## Problem statement
Find the line with "of raw bytes.". Transcribe it and each later line of the data exactly, up to and including the last.
════════════════
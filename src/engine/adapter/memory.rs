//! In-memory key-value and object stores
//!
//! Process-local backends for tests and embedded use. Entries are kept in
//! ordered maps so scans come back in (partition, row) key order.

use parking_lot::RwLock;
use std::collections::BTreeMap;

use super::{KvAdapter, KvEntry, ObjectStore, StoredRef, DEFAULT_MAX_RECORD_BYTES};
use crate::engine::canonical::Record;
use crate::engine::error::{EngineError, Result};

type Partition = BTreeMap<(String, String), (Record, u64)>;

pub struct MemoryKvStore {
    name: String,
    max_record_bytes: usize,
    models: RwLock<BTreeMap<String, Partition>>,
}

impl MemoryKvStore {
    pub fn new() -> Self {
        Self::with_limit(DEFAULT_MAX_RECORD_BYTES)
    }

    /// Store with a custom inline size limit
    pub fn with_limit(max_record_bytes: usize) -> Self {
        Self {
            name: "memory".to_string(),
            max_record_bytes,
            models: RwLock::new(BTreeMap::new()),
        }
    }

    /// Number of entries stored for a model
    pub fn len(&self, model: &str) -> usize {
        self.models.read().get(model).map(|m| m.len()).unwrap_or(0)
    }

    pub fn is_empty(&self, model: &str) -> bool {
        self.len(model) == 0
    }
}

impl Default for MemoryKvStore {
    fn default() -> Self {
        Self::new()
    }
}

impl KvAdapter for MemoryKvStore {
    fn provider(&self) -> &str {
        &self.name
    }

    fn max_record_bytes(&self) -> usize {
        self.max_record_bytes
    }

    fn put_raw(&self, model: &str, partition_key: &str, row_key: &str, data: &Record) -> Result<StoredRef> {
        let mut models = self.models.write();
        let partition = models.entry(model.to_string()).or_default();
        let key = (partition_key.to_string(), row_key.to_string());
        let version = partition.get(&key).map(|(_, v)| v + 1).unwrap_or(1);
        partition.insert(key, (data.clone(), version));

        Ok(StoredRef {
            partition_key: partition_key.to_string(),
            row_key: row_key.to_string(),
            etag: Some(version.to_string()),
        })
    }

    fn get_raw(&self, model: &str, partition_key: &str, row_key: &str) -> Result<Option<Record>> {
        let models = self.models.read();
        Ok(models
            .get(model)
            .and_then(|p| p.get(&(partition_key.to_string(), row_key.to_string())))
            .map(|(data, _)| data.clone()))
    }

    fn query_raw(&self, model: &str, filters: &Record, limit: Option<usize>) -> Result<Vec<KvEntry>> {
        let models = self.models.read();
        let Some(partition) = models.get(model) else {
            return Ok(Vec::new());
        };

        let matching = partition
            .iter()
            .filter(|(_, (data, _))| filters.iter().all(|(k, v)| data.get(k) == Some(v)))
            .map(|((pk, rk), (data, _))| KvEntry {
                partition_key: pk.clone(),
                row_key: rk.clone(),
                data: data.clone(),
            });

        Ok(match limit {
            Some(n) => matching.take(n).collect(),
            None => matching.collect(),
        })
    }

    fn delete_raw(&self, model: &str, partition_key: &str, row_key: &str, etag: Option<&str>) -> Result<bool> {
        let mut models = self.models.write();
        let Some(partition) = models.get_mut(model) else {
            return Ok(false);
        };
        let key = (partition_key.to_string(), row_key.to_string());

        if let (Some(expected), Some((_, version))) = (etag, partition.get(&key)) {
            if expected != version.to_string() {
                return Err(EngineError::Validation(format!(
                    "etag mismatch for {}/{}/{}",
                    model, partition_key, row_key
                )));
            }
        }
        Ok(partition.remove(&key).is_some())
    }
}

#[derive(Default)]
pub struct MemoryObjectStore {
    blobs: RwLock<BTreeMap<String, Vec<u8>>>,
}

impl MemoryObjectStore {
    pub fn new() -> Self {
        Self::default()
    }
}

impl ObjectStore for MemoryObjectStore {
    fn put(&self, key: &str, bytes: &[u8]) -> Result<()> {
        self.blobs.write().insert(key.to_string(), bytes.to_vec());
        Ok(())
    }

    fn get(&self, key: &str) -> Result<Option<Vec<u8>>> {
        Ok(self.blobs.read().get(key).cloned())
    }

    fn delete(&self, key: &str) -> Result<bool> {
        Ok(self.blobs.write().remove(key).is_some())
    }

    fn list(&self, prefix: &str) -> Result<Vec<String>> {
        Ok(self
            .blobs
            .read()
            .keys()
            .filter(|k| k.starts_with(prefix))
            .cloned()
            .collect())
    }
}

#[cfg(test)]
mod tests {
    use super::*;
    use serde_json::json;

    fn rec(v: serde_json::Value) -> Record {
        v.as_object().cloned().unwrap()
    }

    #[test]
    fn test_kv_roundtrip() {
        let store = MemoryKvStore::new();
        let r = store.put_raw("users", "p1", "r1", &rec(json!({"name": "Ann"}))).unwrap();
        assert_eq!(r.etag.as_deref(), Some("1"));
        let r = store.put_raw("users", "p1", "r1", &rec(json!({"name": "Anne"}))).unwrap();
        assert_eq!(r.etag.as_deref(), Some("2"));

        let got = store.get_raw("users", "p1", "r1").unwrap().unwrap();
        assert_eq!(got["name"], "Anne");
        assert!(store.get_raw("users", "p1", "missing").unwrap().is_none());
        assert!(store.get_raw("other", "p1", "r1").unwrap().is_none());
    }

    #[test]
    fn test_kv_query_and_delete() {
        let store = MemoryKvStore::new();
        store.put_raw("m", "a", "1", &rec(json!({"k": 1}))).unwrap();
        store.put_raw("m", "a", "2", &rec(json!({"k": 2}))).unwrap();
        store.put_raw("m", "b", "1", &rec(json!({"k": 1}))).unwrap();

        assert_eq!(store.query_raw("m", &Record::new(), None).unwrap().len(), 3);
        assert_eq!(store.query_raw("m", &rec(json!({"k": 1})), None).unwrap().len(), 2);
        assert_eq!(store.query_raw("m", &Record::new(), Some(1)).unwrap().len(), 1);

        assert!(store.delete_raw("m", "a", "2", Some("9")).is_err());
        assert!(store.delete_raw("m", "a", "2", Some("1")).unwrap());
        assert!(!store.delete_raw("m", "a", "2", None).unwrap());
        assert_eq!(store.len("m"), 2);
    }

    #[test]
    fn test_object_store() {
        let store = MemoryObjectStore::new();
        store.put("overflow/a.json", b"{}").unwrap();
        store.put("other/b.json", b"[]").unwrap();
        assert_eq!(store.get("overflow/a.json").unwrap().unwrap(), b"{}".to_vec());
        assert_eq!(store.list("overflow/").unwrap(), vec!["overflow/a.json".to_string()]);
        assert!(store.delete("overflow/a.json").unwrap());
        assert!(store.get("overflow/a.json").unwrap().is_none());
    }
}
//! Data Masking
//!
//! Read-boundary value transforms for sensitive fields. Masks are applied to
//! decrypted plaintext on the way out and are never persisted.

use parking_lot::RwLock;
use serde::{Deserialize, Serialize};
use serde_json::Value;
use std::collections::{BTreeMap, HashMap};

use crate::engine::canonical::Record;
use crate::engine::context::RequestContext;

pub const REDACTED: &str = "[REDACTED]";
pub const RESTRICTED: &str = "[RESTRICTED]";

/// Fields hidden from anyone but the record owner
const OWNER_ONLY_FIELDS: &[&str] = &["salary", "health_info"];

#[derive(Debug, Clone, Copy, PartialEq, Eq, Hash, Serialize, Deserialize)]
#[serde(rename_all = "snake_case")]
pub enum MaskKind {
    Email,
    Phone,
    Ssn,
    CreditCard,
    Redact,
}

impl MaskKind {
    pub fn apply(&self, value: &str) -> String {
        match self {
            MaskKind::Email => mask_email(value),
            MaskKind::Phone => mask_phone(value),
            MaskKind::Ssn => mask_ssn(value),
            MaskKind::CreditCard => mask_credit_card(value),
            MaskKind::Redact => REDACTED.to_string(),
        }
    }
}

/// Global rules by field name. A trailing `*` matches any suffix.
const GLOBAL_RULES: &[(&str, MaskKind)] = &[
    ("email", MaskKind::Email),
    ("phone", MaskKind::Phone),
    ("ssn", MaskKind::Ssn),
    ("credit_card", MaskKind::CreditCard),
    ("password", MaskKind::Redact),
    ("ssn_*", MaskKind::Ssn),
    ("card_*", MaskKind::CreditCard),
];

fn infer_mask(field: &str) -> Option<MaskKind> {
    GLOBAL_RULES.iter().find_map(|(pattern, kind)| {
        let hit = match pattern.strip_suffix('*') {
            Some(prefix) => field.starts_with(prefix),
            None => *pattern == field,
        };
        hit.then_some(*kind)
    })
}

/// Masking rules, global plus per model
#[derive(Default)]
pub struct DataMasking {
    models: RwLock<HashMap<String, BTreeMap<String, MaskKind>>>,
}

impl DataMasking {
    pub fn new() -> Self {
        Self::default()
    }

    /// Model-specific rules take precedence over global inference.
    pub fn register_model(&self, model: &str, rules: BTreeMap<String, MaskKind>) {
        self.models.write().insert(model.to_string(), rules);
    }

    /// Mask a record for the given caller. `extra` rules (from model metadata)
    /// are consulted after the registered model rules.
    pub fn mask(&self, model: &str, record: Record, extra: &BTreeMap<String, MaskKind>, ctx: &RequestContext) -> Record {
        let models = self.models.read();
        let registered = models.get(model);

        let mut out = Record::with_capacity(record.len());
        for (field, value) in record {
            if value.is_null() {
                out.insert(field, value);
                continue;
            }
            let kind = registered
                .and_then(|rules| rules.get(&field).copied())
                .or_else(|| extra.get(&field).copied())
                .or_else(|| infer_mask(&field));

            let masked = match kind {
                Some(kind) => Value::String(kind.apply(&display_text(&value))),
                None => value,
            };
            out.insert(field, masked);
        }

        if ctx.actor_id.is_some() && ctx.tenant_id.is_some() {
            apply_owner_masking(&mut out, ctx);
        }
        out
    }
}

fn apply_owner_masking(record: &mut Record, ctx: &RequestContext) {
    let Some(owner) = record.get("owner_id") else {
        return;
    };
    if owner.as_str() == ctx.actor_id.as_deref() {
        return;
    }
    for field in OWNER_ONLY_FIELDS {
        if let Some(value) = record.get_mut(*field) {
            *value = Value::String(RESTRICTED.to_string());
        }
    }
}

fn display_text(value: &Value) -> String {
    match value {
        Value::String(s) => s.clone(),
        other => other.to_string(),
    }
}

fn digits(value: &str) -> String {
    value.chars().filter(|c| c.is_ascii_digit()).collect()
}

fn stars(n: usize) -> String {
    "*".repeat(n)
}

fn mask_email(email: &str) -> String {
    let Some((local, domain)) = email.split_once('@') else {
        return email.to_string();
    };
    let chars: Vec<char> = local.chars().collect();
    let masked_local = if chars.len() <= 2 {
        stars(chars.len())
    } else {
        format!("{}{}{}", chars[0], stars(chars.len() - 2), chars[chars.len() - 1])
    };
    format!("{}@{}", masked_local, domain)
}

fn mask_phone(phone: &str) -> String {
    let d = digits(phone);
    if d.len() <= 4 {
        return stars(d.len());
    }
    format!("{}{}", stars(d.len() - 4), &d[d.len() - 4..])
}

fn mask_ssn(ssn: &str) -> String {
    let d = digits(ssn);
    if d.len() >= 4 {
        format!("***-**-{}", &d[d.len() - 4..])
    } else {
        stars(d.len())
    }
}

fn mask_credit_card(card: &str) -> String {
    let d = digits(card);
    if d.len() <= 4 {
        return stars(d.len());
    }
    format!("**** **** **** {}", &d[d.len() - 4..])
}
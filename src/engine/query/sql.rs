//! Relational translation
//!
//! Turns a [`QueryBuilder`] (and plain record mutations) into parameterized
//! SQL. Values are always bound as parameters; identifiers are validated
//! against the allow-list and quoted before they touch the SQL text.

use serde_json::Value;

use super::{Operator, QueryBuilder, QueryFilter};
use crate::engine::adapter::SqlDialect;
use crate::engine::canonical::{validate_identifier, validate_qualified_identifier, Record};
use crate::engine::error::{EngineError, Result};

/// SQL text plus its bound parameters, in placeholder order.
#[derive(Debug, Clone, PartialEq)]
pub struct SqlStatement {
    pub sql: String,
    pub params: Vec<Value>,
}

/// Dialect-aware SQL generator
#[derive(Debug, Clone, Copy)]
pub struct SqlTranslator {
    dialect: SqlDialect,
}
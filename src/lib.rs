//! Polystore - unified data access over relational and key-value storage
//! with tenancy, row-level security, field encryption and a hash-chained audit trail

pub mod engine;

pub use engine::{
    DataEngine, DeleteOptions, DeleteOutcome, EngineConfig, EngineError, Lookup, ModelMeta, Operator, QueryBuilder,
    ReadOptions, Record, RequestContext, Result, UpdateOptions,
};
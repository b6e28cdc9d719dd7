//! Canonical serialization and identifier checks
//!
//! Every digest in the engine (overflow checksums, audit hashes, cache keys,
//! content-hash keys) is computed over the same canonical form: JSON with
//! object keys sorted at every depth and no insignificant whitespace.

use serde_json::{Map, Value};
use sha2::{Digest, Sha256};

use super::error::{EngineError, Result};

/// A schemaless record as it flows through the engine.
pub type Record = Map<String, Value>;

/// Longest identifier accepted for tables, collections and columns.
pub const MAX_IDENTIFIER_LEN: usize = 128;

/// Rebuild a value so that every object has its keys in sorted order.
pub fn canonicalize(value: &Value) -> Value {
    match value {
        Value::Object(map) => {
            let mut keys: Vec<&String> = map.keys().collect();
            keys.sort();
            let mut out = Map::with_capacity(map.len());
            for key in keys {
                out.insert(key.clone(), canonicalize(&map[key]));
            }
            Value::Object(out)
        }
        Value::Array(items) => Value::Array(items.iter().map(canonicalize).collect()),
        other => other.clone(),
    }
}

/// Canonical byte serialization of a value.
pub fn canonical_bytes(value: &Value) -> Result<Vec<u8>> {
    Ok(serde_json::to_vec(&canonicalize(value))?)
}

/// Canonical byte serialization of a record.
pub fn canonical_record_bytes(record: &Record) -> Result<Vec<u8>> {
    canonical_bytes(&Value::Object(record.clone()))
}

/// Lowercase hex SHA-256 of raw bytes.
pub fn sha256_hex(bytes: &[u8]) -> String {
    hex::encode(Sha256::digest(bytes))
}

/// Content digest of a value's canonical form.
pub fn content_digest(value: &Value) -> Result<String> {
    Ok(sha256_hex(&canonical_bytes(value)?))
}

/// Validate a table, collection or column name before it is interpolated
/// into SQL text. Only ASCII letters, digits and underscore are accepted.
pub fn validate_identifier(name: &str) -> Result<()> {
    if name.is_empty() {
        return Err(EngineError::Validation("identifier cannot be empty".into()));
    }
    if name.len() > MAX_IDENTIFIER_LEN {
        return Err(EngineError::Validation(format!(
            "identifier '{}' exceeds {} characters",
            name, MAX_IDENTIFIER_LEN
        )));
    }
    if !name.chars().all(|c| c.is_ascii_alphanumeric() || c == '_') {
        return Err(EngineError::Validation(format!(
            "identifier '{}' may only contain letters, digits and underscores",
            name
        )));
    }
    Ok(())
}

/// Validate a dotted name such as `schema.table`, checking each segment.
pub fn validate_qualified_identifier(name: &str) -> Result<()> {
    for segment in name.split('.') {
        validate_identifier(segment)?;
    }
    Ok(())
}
════════════════
## Task solution
/// Lowercase hex SHA-256 of raw bytes.
pub fn sha256_hex(bytes: &[u8]) -> String {
    hex::encode(Sha256::digest(bytes))
}

/// Content digest of a value's canonical form.
pub fn content_digest(value: &Value) -> Result<String> {
    Ok(sha256_hex(&canonical_bytes(value)?))
}

/// Validate a table, collection or column name before it is interpolated
/// into SQL text. Only ASCII letters, digits and underscore are accepted.
pub fn validate_identifier(name: &str) -> Result<()> {
    if name.is_empty() {
        return Err(EngineError::Validation("identifier cannot be empty".into()));
    }
    if name.len() > MAX_IDENTIFIER_LEN {
        return Err(EngineError::Validation(format!(
            "identifier '{}' exceeds {} characters",
            name, MAX_IDENTIFIER_LEN
        )));
    }
    if !name.chars().all(|c| c.is_ascii_alphanumeric() || c == '_') {
        return Err(EngineError::Validation(format!(
            "identifier '{}' may only contain letters, digits and underscores",
            name
        )));
    }
    Ok(())
}

/// Validate a dotted name such as `schema.table`, checking each segment.
pub fn validate_qualified_identifier(name: &str) -> Result<()> {
    for segment in name.split('.') {
        validate_identifier(segment)?;
    }
    Ok(())
}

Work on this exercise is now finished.